Task statement >> Provide the number of lines of the records that include "RetrievalTrace", with no other content.

Dataset entries >>

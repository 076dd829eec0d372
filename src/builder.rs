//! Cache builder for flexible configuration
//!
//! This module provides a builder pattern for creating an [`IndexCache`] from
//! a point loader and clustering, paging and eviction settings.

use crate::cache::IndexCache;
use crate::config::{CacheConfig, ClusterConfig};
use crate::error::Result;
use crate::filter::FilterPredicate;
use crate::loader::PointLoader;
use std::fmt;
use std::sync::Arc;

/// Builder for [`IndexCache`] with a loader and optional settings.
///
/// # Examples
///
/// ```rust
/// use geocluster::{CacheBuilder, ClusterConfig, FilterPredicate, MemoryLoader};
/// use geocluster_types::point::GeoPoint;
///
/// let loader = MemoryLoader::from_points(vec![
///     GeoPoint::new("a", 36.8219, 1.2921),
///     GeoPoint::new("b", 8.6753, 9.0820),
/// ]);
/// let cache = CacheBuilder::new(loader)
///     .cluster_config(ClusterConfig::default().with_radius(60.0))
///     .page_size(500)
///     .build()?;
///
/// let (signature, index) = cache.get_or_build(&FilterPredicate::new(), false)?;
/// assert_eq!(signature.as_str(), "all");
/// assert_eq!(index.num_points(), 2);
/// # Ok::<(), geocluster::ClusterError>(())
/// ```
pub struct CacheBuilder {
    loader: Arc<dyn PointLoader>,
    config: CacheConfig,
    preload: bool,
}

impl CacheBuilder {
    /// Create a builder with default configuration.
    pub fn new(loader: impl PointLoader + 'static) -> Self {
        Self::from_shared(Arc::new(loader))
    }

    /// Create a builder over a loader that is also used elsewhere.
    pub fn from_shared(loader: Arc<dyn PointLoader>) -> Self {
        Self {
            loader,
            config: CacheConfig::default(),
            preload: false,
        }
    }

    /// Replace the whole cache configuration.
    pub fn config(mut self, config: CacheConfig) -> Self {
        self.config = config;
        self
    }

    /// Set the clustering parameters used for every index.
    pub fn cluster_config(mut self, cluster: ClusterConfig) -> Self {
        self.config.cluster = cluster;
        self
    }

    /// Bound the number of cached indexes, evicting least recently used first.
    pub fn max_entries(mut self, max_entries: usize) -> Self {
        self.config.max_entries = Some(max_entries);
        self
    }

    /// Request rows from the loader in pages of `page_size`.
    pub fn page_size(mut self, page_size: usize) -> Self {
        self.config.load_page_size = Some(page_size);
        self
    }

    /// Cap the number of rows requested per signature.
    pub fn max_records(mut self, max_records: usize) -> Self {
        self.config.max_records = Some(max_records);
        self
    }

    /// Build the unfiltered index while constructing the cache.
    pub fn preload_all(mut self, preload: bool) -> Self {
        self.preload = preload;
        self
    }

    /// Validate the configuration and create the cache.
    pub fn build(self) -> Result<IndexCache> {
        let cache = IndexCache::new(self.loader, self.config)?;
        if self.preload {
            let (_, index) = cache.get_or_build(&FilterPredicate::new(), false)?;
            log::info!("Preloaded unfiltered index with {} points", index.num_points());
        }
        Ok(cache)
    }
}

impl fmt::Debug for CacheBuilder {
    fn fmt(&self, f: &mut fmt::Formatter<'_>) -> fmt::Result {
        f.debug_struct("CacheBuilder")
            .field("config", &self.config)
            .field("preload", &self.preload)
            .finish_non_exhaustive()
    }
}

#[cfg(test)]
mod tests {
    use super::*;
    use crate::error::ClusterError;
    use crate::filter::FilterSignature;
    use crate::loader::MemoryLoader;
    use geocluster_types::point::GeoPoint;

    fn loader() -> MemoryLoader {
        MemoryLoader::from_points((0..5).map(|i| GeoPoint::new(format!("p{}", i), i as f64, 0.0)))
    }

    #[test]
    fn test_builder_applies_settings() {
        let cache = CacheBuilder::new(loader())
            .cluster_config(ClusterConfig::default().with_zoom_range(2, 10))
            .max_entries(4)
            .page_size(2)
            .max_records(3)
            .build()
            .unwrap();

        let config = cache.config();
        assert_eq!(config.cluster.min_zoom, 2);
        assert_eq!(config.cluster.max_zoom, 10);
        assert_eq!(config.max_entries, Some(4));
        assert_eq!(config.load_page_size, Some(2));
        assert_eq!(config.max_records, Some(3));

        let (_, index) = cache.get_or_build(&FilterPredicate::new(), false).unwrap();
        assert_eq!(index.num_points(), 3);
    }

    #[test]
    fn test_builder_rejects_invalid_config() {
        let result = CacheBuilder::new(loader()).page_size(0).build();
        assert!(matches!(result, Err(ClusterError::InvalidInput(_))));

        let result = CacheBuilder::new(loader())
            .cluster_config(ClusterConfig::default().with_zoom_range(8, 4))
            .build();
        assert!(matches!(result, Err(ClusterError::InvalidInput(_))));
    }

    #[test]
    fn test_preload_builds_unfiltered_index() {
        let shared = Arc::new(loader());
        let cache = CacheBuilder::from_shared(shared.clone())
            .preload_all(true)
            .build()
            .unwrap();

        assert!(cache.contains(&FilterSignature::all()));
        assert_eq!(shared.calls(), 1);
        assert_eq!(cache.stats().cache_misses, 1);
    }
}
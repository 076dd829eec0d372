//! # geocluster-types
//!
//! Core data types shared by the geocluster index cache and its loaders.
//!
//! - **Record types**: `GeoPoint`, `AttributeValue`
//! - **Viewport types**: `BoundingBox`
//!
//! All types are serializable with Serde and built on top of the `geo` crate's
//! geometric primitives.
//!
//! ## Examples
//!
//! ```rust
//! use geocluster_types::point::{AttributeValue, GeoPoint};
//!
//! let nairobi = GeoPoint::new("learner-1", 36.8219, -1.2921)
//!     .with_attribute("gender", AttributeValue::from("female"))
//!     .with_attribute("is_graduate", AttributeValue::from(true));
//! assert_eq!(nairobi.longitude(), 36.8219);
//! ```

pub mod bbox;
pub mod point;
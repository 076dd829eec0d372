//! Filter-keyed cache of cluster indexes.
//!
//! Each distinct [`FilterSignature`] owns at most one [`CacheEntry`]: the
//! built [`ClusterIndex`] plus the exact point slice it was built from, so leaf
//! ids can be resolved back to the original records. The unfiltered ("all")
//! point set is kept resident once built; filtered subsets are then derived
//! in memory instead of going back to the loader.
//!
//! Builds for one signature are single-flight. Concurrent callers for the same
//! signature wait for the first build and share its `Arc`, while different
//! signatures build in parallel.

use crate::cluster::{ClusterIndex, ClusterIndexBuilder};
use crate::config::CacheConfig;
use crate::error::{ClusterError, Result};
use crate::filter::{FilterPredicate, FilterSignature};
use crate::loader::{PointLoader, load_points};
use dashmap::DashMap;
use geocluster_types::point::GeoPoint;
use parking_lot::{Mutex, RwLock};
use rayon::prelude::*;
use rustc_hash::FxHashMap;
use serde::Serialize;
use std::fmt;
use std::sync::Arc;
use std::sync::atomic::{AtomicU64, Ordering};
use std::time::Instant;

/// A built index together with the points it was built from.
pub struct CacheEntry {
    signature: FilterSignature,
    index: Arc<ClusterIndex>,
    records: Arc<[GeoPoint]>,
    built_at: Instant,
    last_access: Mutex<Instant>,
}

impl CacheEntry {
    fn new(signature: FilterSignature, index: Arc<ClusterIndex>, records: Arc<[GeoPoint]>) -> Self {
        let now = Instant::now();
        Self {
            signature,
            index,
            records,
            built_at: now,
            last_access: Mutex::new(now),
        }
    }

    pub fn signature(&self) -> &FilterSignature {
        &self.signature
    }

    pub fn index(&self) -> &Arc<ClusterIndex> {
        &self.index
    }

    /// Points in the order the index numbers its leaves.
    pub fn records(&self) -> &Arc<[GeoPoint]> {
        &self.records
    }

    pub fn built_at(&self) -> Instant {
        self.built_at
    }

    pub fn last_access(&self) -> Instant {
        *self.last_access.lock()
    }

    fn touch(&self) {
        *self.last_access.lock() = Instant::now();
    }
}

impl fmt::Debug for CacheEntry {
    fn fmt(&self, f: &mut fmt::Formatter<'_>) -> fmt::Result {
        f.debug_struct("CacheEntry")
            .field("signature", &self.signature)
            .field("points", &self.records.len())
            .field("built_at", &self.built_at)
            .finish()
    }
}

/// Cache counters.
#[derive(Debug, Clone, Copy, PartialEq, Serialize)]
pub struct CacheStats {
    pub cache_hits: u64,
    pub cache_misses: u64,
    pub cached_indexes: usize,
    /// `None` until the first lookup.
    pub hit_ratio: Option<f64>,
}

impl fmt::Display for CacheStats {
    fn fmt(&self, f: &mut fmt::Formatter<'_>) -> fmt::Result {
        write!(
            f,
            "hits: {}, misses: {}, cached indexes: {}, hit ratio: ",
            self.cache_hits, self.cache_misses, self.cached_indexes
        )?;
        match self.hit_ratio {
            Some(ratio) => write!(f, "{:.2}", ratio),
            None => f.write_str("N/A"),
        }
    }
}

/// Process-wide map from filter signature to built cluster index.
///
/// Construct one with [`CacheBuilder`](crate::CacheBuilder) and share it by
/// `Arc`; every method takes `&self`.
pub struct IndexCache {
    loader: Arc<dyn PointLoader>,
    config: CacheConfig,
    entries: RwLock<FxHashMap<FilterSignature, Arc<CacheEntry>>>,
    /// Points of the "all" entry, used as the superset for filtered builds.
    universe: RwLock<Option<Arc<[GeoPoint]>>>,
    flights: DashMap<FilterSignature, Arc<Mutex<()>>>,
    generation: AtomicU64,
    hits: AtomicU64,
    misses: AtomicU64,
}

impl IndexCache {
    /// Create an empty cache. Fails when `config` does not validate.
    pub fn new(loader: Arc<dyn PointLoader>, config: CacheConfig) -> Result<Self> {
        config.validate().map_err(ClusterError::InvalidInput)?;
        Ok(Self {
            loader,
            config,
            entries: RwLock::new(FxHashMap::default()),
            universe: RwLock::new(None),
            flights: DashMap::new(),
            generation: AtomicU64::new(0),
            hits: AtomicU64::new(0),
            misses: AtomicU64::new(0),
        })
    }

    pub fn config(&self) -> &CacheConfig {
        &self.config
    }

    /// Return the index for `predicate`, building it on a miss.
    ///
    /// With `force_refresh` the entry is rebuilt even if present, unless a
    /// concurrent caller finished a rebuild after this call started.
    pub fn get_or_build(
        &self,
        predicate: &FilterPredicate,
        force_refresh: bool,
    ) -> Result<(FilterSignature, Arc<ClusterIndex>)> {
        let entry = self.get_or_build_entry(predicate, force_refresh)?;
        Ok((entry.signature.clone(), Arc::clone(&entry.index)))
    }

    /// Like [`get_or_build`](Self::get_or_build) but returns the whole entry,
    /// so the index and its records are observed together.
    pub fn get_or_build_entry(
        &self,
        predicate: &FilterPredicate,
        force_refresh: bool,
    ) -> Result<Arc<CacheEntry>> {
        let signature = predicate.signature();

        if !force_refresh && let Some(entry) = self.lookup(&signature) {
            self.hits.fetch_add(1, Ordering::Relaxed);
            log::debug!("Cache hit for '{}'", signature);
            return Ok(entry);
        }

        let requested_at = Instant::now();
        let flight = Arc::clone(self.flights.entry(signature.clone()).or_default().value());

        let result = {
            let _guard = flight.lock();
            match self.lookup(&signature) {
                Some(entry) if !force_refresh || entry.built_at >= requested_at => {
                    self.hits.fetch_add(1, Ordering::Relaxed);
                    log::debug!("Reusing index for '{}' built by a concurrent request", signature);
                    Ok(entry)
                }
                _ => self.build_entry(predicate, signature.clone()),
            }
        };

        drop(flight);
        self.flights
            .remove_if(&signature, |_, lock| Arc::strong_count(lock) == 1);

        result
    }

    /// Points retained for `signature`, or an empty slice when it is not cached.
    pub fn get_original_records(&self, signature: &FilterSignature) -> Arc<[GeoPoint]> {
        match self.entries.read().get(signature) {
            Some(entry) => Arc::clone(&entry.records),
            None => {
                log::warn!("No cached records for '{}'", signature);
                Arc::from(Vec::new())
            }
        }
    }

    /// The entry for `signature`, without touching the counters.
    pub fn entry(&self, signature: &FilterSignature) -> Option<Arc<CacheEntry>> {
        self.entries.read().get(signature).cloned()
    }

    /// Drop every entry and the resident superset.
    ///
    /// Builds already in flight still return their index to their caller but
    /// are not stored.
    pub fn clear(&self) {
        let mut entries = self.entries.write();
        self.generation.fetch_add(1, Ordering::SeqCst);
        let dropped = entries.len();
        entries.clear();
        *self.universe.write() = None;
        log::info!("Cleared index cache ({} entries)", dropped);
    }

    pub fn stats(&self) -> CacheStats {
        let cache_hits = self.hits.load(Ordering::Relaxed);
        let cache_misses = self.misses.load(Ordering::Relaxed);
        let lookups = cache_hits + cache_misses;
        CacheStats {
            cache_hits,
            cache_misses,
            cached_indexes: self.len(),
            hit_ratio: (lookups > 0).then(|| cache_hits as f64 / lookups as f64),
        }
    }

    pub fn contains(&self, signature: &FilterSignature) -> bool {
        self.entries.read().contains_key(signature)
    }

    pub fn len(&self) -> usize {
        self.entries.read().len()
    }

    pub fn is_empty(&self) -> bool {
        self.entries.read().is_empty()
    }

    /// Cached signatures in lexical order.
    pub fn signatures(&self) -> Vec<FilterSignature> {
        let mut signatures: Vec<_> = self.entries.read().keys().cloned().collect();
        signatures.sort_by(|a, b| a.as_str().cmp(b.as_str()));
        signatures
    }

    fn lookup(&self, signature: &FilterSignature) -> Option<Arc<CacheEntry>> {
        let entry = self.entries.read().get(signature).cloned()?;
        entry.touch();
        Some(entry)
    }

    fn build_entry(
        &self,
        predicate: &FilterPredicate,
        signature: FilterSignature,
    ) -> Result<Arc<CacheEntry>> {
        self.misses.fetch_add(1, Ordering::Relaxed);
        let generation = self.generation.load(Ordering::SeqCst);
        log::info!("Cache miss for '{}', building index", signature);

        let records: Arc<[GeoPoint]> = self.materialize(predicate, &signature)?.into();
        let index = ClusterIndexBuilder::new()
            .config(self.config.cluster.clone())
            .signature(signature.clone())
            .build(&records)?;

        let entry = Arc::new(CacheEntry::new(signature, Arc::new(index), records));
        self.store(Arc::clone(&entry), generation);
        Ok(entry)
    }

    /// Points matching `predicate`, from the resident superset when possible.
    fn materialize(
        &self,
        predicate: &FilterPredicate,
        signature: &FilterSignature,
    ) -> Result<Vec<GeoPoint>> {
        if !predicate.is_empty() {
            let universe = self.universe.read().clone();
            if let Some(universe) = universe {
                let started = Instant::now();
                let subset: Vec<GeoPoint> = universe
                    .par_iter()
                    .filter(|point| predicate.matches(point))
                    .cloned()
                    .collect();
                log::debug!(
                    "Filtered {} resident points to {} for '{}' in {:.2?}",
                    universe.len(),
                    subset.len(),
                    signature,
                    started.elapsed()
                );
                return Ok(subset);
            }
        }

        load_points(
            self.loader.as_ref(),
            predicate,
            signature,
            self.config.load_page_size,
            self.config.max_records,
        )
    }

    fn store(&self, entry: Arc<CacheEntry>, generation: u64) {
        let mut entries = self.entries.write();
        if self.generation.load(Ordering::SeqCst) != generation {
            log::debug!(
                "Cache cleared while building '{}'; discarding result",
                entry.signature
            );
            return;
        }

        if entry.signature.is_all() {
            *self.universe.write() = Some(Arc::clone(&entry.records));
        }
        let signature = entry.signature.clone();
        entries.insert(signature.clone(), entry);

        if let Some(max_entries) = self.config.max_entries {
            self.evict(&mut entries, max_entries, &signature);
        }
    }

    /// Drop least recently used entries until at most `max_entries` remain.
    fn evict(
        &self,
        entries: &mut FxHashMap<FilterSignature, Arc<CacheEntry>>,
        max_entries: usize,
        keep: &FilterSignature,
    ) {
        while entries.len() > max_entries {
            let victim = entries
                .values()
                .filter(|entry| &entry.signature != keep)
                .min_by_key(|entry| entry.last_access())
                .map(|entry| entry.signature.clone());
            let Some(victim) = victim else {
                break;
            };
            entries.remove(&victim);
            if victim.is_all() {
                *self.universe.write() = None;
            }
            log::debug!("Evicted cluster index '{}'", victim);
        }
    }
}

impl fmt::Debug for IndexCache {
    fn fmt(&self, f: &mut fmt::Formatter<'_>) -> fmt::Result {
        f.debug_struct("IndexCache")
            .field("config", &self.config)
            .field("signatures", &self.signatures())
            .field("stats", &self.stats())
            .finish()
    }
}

--

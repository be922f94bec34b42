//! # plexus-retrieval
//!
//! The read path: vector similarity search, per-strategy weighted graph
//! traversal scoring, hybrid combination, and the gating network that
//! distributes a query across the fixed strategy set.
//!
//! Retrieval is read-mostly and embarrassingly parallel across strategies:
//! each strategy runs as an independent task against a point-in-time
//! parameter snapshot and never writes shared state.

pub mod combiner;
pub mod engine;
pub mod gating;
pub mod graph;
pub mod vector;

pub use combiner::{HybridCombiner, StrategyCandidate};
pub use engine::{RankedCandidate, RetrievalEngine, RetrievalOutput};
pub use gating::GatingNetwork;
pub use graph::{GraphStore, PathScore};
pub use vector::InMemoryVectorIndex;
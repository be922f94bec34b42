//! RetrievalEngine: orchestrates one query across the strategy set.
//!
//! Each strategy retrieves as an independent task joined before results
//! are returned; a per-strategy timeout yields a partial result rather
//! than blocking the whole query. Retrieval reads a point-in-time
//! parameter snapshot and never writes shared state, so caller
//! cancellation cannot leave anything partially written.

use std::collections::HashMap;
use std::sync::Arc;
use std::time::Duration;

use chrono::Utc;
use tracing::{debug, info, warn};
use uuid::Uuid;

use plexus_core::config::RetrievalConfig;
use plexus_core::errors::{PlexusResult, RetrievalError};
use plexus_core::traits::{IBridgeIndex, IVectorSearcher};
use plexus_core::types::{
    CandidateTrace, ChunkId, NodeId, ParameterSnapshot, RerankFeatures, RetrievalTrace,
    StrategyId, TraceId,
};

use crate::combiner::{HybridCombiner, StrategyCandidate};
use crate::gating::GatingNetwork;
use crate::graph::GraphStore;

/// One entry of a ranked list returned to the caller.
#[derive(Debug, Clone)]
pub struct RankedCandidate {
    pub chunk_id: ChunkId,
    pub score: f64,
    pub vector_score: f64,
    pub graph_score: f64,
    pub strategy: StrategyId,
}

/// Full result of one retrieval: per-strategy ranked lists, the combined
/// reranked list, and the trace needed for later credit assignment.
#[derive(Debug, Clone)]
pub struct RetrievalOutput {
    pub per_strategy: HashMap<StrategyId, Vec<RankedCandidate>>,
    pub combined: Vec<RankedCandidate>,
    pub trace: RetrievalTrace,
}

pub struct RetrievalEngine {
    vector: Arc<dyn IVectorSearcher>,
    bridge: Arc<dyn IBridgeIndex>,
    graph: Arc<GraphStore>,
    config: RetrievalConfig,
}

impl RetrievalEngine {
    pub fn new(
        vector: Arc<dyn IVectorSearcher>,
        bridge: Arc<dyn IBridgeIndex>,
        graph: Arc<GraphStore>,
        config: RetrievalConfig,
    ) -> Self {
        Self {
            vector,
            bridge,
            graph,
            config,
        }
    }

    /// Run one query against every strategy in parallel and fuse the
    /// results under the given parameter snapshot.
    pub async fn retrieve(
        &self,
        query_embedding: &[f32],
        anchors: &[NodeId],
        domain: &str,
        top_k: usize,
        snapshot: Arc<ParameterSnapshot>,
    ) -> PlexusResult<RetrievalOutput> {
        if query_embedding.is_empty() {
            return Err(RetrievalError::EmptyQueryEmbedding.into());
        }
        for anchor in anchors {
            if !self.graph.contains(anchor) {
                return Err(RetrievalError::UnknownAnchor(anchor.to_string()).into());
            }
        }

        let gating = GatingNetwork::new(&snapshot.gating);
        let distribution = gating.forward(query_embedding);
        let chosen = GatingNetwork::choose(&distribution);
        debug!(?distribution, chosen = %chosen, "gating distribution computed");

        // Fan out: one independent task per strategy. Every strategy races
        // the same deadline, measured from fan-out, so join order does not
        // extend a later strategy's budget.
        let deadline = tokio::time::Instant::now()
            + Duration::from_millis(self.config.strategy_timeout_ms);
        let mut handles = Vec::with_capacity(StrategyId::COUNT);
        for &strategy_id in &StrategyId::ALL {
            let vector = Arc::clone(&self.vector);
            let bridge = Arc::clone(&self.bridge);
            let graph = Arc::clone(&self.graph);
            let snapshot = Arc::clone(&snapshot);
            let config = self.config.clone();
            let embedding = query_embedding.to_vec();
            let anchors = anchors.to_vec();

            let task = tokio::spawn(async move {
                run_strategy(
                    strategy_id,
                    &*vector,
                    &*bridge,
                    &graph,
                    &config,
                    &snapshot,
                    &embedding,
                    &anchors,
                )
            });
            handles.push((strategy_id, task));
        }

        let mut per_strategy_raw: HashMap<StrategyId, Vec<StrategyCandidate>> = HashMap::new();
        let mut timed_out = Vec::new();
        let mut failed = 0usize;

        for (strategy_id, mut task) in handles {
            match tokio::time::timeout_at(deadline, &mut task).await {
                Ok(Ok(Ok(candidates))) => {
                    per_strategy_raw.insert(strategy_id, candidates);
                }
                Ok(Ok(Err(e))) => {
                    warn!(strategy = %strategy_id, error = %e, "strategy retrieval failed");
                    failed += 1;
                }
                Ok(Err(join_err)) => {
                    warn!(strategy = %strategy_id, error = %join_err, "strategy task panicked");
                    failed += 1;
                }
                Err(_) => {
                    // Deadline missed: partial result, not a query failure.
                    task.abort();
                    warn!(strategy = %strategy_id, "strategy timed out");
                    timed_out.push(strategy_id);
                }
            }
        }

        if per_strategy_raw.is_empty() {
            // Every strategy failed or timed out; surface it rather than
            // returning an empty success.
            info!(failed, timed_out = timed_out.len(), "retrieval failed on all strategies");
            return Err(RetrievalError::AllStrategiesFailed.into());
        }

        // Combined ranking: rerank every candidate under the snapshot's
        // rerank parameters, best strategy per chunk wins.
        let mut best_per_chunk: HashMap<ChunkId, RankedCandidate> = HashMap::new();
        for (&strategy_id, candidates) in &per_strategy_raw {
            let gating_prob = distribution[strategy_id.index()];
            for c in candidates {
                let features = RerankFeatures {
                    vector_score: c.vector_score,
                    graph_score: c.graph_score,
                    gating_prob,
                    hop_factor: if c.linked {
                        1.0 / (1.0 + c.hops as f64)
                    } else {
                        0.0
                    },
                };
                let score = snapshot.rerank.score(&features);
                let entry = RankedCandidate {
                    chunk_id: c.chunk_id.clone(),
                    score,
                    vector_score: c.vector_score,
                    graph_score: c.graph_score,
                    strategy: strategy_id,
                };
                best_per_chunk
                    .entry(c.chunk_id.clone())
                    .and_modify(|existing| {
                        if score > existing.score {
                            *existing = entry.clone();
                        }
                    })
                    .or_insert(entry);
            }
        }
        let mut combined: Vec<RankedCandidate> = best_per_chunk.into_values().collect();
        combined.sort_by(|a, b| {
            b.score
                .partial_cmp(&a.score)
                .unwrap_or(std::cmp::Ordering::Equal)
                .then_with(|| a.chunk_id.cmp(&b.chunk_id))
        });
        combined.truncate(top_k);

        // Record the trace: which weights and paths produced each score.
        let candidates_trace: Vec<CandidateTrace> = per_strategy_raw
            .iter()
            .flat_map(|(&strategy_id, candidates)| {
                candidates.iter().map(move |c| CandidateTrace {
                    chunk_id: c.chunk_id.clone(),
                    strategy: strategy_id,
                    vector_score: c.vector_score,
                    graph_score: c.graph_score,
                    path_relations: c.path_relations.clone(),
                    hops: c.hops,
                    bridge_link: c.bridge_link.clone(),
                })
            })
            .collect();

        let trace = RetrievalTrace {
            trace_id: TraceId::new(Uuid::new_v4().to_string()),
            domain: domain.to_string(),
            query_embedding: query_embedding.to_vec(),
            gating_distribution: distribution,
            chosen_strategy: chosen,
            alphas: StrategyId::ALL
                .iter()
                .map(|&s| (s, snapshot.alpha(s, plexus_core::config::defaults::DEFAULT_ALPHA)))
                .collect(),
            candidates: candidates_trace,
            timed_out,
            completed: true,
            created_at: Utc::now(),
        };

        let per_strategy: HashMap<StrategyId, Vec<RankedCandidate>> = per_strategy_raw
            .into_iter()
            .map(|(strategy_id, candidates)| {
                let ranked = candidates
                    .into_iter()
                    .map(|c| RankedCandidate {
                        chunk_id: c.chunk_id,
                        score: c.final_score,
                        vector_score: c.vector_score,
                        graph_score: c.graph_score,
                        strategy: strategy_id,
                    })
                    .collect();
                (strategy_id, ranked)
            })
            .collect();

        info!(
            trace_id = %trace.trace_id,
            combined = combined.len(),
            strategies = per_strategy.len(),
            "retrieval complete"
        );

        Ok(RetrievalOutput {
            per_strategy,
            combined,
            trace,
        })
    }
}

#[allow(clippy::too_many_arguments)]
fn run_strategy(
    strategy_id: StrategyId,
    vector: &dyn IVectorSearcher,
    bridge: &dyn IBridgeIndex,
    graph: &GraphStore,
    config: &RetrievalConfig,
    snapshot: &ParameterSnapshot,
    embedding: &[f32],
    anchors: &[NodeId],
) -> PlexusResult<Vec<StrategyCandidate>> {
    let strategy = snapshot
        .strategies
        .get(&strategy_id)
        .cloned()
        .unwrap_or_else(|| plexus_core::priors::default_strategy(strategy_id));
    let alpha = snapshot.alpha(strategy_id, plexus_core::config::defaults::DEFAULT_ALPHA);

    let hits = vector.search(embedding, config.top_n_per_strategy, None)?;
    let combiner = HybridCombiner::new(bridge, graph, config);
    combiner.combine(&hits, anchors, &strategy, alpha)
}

Answer for this exercise >> 3